I’ll never forget my initial reaction to Michael Bay‘s Armageddon after an Academy screening in June of 1998. It gave me a headache because of the machine-gun-like cutting. As Variety‘s Todd McCarthy famously said at the time, the pace felt like that of “a machine gun locked in the firing position.”
This over-accelerated editing, I was later told, was a result of a deliberate Michael Bay-Jerry Bruckheimer strategy of cutting out as many frames as possible in each scene order to make the film play as fast, hard and compressed as possible — i.e., “frame-fucked.”
I’m not saying that F1 plays exactly like Armageddon in this respect, but in F1‘s racing sequences the editing style feels at the very least similar to Armageddon‘s, as in quite aggressive…giving you very little room to breathe or even pause…very little opportunity to sink into anything…no time to reflect or meditate.
A little more than 18 years ago (4.28.07) I wrote about an evening with Walter Murch, one of the most renowned film and sound editors of our time, at the San Francisco Museum of Modern Art.
Halfway through I stood up and asked Murch about machine-gun cutting in action movies, and at what point does it get to be too much? I was thinking at the time of the editing in 2004’s The Bourne Supremacy, portions of which had driven me crazy.
Murch said audiences do indeed start to go nuts if you use more than 14 set-ups per minute.
One can obviously cut back to the same set-up — a visual point of view — within a given minute, so Murch wasn’t necessarily saying only 14 cuts every 60 seconds. Nor was he necessarily putting a limit on the number of cuts per set-up.
But let’s say for the sake of simplicity that during an action sequence you use two cuts per set-up — by Murch’s rule that would mean no more than 28 cuts per minute, or a little more than two seconds per cut.
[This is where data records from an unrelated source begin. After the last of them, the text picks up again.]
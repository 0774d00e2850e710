use serde::{Deserialize, Serialize};

use crate::data::spectrum::Spectrum;

/// Handle to one centroid of a run: the spectrum's position in the run and the
/// centroid's position inside that spectrum.
#[derive(Clone, Copy, Debug, PartialEq, Eq, Hash, PartialOrd, Ord, Serialize, Deserialize)]
pub struct PeakRef {
    pub scan: usize,
    pub index: usize,
}

impl PeakRef {
    pub fn new(scan: usize, index: usize) -> Self {
        PeakRef { scan, index }
    }

    /// Looks the centroid up in `spectra`; `None` if the handle points outside the run.
    pub fn resolve(&self, spectra: &[Spectrum]) -> Option<Centroid> {
        let (mz, intensity) = spectra.get(self.scan)?.centroid(self.index)?;
        Some(Centroid { peak: *self, mz, intensity })
    }
}

/// A resolved centroid together with its handle.
#[derive(Clone, Copy, Debug, PartialEq)]
pub struct Centroid {
    pub peak: PeakRef,
    pub mz: f64,
    pub intensity: f64,
}

impl Centroid {
    pub fn new(peak: PeakRef, mz: f64, intensity: f64) -> Self {
        Centroid { peak, mz, intensity }
    }

    /// The centroid at `index` of `spectrum`, which sits at position `scan` in its run.
    pub fn from_spectrum(spectrum: &Spectrum, scan: usize, index: usize) -> Option<Self> {
        let (mz, intensity) = spectrum.centroid(index)?;
        Some(Centroid { peak: PeakRef::new(scan, index), mz, intensity })
    }
}
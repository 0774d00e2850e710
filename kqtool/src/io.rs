use std::fs::File;
use std::io::{BufRead, BufReader, BufWriter, Write};
use std::path::Path;

use kqcore::tracking::feature::ChromatographicFeature;
use kqcore::{NoiseSeed, Spectrum, TrackerModel, TrackingParameters};
use serde::{Deserialize, Serialize};
use tracing::debug;

/// Everything needed to run the tracker, loadable from a JSON file.
///
/// Missing sections fall back to their defaults; without a `noise_seed` the seed
/// has to come from the command line or a ghost scan.
#[derive(Clone, Debug, Default, PartialEq, Serialize, Deserialize)]
#[serde(default)]
pub struct RunConfig {
    pub parameters: TrackingParameters,
    pub model: TrackerModel,
    pub noise_seed: Option<NoiseSeed>,
}

impl RunConfig {
    pub fn from_json(path: &Path) -> Result<Self, Box<dyn std::error::Error>> {
        let reader = BufReader::new(File::open(path)?);
        let config: RunConfig = serde_json::from_reader(reader)?;
        Ok(config)
    }
}

/// Reads a run stored as a JSON array of `{ "time", "mz", "intensity" }` objects.
pub fn read_run_json(path: &Path) -> Result<Vec<Spectrum>, Box<dyn std::error::Error>> {
    let reader = BufReader::new(File::open(path)?);
    let spectra: Vec<Spectrum> = serde_json::from_reader(reader)?;
    debug!("read {} spectra from {}", spectra.len(), path.display());
    Ok(spectra)
}

/// Reads a run from a file of `time<TAB>mz<TAB>intensity` lines.
pub fn read_run_tsv(path: &Path) -> Result<Vec<Spectrum>, Box<dyn std::error::Error>> {
    let reader = BufReader::new(File::open(path)?);
    let spectra = parse_run_tsv(reader)?;
    debug!("read {} spectra from {}", spectra.len(), path.display());
    Ok(spectra)
}

/// Consecutive lines sharing a time form one spectrum. Blank lines and lines
/// starting with `#` are skipped.
pub fn parse_run_tsv<R: BufRead>(reader: R) -> Result<Vec<Spectrum>, Box<dyn std::error::Error>> {
    let mut spectra = Vec::new();
    let mut current: Option<(f64, Vec<f64>, Vec<f64>)> = None;

    for (number, line) in reader.lines().enumerate() {
        let line = line?;
        let line = line.trim();
        if line.is_empty() || line.starts_with('#') {
            continue;
        }

        let fields: Vec<&str> = line.split('\t').map(str::trim).collect();
        if fields.len() != 3 {
            return Err(format!("line {}: expected 3 tab separated fields, found {}", number + 1, fields.len()).into());
        }
        let parse = |field: &str| -> Result<f64, Box<dyn std::error::Error>> {
            field.parse::<f64>().map_err(|e| format!("line {}: {}: {:?}", number + 1, e, field).into())
        };
        let (time, mz, intensity) = (parse(fields[0])?, parse(fields[1])?, parse(fields[2])?);

        if let Some((t, mzs, intensities)) = current.as_mut() {
            if *t == time {
                mzs.push(mz);
                intensities.push(intensity);
                continue;
            }
        }
        if let Some((t, mzs, intensities)) = current.take() {
            spectra.push(Spectrum::from_unsorted(t, mzs, intensities));
        }
        current = Some((time, vec![mz], vec![intensity]));
    }

    if let Some((t, mzs, intensities)) = current {
        spectra.push(Spectrum::from_unsorted(t, mzs, intensities));
    }
    Ok(spectra)
}

pub fn write_features<W: Write>(writer: W, features: &[ChromatographicFeature]) -> Result<(), Box<dyn std::error::Error>> {
    let mut writer = BufWriter::new(writer);
    serde_json::to_writer_pretty(&mut writer, features)?;
    writeln!(writer)?;
    writer.flush()?;
    Ok(())
}

pub fn write_features_json(path: &Path, features: &[ChromatographicFeature]) -> Result<(), Box<dyn std::error::Error>> {
    write_features(File::create(path)?, features)?;
    debug!("wrote {} features to {}", features.len(), path.display());
    Ok(())
}
impl Tracker {
    /// Starts a tracker on an unclaimed centroid.
    ///
    /// # Arguments
    ///
    /// * `id` - Identifier handed out by the owning manager.
    /// * `centroid` - The seeding centroid, which becomes the first claimed peak.
    /// * `time` - Scan time of the seeding centroid.
    /// * `seed` - Run-wide noise parameters.
    /// * `model` - Run-wide motion-model constants.
    ///
    /// # Description
    ///
    /// Both axes start at the observed value with zero velocity. The m/z axis gets
    /// `P = diag(mz_variance, mz_velocity_variance)`, `Q = mz_process_noise * I` and
    /// `R = mz_variance`; the intensity axis gets
    /// `P = diag(intensity_variance, intensity_velocity_variance)`,
    /// `Q = intensity_variance * I` and `R = max_intensity_scale`.
    pub fn spawn(id: TrackerId, centroid: Centroid, time: f64, seed: NoiseSeed, model: TrackerModel) -> Self {
        let mz = AxisFilter::new(
            centroid.mz,
            seed.mz_variance,
            model.mz_velocity_variance,
            Matrix2::identity() * model.mz_process_noise,
            seed.mz_variance,
        );
        let intensity = AxisFilter::new(
            centroid.intensity,
            seed.intensity_variance,
            model.intensity_velocity_variance,
            Matrix2::identity() * seed.intensity_variance,
            seed.max_intensity_scale,
        );
        Tracker {
            id,
            mz,
            intensity,
            last_time: time,
            peaks: vec![centroid.peak],
            misses: 0,
            status: TrackerStatus::Active,
        }
    }

    /// Status this tracker should have under the given thresholds.
    pub fn classify(&self, min_size: usize, max_misses: usize) -> TrackerStatus {
        if self.misses <= max_misses {
            TrackerStatus::Active
        } else {
            self.retirement_status(min_size)
        }
    }

    /// Status the tracker retires with, regardless of its miss count.
    pub fn retirement_status(&self, min_size: usize) -> TrackerStatus {
        if self.peaks.len() >= min_size {
            TrackerStatus::RetiredFeature
        } else {
            TrackerStatus::RetiredNoise
        }
    }

    /// Records a retirement. A retired tracker keeps its first retired status.
    pub(crate) fn retire(&mut self, status: TrackerStatus) {
        debug_assert!(status.is_retired());
        if self.status == TrackerStatus::Active {
            self.status = status;
        }
    }

    pub fn id(&self) -> TrackerId {
        self.id
    }

    pub fn status(&self) -> TrackerStatus {
        self.status
    }

    pub fn misses(&self) -> usize {
        self.misses
    }

    /// Claimed peaks in temporal order, the seeding centroid first.
    pub fn peaks(&self) -> &[PeakRef] {
        &self.peaks
    }

    pub fn last_time(&self) -> f64 {
        self.last_time
    }

    pub fn mz_estimate(&self) -> f64 {
        self.mz.position()
    }

    pub fn mz_velocity(&self) -> f64 {
        self.mz.x[1]
    }

    pub fn intensity_estimate(&self) -> f64 {
        self.intensity.position()
    }

    pub fn intensity_velocity(&self) -> f64 {
        self.intensity.x[1]
    }

    pub fn mz_covariance(&self) -> Matrix2<f64> {
        self.mz.p
    }

    pub fn intensity_covariance(&self) -> Matrix2<f64> {
        self.intensity.p
    }
}

impl Track for Tracker {
    /// `dt` is the absolute distance to the last observation; `dt == 0` only adds `Q`.
    fn predict(&mut self, current_time: f64) {
        let dt = (current_time - self.last_time).abs();
        self.mz.predict(dt);
        self.intensity.predict(dt);
    }

    fn gating_window(&self) -> GatingWindow {
        let mz_margin = self.mz.margin();
        let intensity_margin = self.intensity.margin();
        GatingWindow {
            mz_low: self.mz.position() - mz_margin,
            mz_high: self.mz.position() + mz_margin,
            intensity_low: self.intensity.position() - intensity_margin,
            intensity_high: self.intensity.position() + intensity_margin,
        }
    }

    /// Squared deviation over standard deviation, summed over both axes.
    fn normalized_distance(&self, mz: f64, intensity: f64) -> f64 {
        self.mz.deviation(mz) + self.intensity.deviation(intensity)
    }

    fn update(&mut self, centroid: Centroid, observed_time: f64) -> Result<()> {
        let (mz_x, mz_p) = self.mz.innovate(centroid.mz, Axis::Mz)?;
        let (int_x, int_p) = self.intensity.innovate(centroid.intensity, Axis::Intensity)?;

        self.mz.x = mz_x;
        self.mz.p = mz_p;
        self.intensity.x = int_x;
        self.intensity.p = int_p;
        self.peaks.push(centroid.peak);
        self.misses = 0;
        self.last_time = observed_time;
        Ok(())
    }

    fn missed(&mut self) {
        self.misses += 1;
    }

    fn hit_count(&self) -> usize {
        self.peaks.len()
    }
}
That sounds too frenzied, doesn’t it?
All I can say is that while watching F1 last night, I started thinking about Murch’s 14-set-ups-per-minute rule.
And then I started counting the length of various cuts during F1‘s balls-out racing sequences (“one thousand, two thousand”, etc.) and a lot of the cuts, it seemed, were between two and three seconds long.
I’m not saying that F1 (which was edited by Stephen Mirrione) necessarily violates Murch’s rule, but it sure seems to at times.